=== SOURCE DATA ===

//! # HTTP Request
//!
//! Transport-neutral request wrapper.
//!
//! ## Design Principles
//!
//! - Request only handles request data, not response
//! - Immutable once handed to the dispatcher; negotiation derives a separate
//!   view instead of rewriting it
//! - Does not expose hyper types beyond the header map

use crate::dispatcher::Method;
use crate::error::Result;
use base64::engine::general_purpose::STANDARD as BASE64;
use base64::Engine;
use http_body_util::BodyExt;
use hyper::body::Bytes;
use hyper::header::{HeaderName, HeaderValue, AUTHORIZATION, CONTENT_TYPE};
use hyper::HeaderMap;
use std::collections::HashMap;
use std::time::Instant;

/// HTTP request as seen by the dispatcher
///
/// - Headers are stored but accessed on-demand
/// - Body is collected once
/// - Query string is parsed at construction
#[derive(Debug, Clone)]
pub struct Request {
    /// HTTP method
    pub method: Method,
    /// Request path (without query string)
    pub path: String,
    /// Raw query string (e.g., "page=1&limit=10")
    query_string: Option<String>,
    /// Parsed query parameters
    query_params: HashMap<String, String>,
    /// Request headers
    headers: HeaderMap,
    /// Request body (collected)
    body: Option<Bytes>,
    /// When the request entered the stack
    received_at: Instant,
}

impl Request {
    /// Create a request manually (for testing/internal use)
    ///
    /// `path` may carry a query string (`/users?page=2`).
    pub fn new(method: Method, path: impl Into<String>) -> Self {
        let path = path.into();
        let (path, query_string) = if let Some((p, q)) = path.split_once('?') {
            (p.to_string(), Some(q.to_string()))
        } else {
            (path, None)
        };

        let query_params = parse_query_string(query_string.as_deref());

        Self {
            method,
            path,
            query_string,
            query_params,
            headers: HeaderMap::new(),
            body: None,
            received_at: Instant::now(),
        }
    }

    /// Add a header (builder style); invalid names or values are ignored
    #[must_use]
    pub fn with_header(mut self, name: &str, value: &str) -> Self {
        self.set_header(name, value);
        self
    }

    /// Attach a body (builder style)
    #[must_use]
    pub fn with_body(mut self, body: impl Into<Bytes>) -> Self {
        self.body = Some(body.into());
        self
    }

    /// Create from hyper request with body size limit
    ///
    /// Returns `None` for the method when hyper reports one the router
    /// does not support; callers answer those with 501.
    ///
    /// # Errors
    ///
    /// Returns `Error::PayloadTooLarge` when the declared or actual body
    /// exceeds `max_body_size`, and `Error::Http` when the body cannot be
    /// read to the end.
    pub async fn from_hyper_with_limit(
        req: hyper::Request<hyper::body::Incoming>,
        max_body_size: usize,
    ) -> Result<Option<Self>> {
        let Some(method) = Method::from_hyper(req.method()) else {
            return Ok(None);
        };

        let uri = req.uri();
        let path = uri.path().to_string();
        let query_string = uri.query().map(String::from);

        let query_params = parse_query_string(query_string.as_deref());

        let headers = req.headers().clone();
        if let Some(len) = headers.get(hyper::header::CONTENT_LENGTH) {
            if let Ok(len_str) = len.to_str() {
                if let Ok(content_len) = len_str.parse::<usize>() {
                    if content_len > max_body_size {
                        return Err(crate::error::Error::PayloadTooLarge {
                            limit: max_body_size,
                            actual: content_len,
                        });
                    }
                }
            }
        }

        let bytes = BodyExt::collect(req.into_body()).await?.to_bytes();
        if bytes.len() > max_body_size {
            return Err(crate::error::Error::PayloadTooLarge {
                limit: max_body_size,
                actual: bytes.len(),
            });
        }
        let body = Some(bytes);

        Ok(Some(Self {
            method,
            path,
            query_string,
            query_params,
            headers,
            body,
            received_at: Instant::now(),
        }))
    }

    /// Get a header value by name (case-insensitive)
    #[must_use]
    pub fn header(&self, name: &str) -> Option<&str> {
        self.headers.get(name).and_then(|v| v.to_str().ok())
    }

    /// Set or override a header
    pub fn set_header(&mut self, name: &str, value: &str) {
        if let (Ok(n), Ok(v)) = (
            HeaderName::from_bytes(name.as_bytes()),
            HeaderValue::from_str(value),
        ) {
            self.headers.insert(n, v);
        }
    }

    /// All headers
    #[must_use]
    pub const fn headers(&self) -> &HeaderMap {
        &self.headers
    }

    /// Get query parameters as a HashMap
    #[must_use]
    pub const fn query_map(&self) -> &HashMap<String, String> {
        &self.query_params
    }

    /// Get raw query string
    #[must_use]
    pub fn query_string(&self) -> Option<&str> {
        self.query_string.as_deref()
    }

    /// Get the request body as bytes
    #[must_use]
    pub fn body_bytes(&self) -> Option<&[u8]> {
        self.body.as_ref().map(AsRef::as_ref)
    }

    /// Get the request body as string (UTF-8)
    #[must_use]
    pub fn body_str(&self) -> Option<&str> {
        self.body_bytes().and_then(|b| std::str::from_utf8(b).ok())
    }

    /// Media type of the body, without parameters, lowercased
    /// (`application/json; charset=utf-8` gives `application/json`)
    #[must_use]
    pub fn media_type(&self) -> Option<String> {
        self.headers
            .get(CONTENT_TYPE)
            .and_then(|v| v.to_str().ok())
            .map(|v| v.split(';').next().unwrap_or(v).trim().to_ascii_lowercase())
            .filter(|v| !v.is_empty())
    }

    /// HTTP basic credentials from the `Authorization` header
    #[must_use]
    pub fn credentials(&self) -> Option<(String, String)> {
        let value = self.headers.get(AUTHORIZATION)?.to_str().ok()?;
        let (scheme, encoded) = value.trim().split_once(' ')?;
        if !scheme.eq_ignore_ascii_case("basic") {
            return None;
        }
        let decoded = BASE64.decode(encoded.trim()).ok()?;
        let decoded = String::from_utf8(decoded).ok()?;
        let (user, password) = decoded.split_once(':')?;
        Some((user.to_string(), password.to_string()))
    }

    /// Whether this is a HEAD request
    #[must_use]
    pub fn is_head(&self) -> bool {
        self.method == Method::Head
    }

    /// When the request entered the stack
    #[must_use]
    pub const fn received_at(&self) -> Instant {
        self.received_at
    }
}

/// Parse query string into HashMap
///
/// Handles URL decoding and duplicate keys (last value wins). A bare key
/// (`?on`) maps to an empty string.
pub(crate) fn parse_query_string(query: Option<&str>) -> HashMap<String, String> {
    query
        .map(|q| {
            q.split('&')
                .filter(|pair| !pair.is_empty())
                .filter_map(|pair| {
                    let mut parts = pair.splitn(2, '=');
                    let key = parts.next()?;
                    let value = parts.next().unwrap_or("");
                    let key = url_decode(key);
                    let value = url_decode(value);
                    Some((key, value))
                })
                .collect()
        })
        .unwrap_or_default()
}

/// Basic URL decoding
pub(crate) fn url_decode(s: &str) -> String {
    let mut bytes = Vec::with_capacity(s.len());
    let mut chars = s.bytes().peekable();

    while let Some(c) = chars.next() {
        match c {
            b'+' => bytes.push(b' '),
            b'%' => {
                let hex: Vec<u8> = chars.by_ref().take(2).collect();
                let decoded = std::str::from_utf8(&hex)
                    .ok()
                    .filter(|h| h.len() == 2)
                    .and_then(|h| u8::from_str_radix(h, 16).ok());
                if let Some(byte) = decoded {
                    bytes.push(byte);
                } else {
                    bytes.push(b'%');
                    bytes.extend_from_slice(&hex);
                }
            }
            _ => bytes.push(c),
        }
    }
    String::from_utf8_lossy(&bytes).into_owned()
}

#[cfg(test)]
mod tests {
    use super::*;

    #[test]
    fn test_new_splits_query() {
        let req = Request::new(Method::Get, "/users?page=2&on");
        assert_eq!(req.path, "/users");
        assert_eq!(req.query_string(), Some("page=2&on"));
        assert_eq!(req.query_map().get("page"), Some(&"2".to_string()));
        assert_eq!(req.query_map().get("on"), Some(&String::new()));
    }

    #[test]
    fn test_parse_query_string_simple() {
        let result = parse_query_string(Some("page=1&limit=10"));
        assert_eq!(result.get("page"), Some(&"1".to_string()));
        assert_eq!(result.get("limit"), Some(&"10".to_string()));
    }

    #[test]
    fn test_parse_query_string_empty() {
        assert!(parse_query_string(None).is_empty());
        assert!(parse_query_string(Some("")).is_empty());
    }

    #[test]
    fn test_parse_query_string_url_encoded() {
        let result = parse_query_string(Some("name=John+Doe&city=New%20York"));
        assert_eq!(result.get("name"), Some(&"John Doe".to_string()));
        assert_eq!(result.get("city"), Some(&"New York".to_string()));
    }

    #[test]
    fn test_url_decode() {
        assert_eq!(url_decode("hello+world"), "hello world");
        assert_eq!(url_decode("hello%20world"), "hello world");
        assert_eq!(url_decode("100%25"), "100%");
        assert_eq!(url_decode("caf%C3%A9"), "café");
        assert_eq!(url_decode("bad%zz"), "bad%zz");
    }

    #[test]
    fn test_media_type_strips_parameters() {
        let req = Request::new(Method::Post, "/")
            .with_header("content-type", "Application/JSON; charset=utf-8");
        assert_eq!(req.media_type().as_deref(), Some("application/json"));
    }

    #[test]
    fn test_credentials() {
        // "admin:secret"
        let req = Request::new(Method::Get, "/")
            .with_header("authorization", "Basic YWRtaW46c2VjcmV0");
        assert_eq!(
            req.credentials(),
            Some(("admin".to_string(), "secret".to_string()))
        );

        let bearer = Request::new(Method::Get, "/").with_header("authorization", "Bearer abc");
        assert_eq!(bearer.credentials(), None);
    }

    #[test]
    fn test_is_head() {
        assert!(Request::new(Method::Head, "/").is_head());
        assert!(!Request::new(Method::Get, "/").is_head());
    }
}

* * *

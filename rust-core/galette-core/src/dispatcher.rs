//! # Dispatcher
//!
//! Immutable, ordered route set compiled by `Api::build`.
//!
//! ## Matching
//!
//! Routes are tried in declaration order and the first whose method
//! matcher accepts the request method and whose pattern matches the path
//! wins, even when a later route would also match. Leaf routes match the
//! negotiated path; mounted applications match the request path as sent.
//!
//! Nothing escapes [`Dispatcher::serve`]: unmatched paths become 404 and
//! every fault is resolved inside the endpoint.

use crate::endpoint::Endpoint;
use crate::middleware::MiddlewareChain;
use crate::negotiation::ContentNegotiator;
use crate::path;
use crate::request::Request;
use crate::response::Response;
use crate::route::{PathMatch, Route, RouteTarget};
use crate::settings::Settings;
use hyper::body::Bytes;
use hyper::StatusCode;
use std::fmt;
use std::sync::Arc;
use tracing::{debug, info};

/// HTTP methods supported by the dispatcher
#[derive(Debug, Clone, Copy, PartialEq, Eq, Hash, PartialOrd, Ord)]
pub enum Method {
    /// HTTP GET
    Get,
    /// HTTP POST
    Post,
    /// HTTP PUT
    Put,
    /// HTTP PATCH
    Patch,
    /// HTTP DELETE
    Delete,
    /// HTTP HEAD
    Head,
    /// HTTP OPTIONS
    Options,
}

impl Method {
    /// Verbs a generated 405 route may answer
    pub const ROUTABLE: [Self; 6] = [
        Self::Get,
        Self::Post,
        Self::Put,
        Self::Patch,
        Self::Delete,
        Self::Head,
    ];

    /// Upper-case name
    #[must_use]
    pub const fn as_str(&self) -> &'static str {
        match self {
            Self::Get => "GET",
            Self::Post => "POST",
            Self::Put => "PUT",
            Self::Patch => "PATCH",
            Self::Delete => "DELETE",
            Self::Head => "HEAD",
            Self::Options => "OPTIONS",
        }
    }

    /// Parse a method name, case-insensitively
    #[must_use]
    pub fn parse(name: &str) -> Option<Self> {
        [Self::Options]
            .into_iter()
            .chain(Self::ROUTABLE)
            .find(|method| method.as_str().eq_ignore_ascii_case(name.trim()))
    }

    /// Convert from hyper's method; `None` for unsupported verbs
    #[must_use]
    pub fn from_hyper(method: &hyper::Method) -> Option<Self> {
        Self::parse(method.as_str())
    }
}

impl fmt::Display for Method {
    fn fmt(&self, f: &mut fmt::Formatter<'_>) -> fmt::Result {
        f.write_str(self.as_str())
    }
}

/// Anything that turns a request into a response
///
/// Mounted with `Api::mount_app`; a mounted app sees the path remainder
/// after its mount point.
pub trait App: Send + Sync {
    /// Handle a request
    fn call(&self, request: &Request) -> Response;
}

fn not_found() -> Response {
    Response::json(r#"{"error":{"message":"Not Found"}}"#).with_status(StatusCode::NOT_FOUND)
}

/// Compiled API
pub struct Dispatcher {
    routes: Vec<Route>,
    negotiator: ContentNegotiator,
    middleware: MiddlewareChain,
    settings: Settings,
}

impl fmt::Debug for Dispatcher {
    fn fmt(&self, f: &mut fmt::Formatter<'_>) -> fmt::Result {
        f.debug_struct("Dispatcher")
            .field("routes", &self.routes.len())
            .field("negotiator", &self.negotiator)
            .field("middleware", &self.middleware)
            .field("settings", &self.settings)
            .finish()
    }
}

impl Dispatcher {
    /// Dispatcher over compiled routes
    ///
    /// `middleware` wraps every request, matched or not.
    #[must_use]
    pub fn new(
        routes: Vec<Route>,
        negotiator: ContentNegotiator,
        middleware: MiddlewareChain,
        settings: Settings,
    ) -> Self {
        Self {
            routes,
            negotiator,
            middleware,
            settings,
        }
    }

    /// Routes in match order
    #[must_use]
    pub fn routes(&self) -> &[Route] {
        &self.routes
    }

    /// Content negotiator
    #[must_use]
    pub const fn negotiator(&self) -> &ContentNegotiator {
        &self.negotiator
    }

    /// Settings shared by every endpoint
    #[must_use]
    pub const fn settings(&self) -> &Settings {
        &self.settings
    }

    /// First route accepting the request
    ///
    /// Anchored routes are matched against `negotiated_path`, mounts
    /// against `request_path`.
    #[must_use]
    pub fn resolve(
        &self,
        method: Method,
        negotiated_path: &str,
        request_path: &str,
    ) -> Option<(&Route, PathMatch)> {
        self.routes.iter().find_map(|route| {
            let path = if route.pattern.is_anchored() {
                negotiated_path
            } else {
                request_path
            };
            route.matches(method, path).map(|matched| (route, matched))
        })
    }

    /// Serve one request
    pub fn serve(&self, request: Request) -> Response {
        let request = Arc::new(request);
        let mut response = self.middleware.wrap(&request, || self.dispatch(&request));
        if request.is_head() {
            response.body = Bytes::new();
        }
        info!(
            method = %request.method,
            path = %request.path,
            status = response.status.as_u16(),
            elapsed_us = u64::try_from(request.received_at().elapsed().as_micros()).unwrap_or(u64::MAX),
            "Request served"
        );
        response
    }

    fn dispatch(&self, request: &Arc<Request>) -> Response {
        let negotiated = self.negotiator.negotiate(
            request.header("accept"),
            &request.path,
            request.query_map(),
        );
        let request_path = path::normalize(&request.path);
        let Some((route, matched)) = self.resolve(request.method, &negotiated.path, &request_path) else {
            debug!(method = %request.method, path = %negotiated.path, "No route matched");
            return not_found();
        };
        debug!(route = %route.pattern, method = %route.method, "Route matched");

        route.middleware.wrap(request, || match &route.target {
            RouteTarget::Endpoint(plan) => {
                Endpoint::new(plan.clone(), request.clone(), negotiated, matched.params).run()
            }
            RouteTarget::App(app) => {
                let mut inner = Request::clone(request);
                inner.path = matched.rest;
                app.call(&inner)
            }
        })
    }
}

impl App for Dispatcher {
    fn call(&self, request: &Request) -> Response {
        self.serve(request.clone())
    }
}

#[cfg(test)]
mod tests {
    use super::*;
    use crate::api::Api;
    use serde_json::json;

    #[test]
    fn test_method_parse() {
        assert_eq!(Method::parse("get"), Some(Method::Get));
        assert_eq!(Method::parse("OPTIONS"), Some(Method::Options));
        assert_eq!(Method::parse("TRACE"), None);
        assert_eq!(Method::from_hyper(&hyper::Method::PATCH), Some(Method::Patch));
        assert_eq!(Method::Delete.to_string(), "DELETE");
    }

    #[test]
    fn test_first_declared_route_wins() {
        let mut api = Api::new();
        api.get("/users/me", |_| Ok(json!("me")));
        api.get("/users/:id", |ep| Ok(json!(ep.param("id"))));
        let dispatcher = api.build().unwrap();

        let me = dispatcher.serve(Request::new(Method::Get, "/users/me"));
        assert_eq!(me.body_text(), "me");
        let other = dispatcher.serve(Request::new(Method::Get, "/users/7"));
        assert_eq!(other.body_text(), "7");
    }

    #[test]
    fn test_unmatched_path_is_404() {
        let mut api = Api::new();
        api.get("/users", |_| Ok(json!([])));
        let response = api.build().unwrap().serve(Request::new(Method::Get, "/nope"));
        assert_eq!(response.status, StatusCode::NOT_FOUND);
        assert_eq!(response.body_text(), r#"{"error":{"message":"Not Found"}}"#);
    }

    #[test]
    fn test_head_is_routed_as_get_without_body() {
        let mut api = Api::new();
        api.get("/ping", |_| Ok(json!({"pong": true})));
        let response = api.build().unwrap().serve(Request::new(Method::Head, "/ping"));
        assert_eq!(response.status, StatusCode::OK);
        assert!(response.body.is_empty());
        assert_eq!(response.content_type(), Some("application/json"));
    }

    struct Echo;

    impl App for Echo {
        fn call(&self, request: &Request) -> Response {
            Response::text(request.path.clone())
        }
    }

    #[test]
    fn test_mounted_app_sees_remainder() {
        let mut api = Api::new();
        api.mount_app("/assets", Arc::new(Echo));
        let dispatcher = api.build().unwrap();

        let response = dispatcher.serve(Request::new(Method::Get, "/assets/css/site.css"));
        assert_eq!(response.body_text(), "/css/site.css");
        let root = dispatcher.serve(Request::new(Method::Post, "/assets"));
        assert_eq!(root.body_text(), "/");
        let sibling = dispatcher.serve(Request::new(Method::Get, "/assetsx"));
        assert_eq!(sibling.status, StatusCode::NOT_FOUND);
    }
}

=== AIM OF THE TASK ===
Check each line of the material for the word "pair". Copy the ones that have it.

=== SOLUTION TO THE EXERCISE ===
                .filter(|pair| !pair.is_empty())
                .filter_map(|pair| {
                    let mut parts = pair.splitn(2, '=');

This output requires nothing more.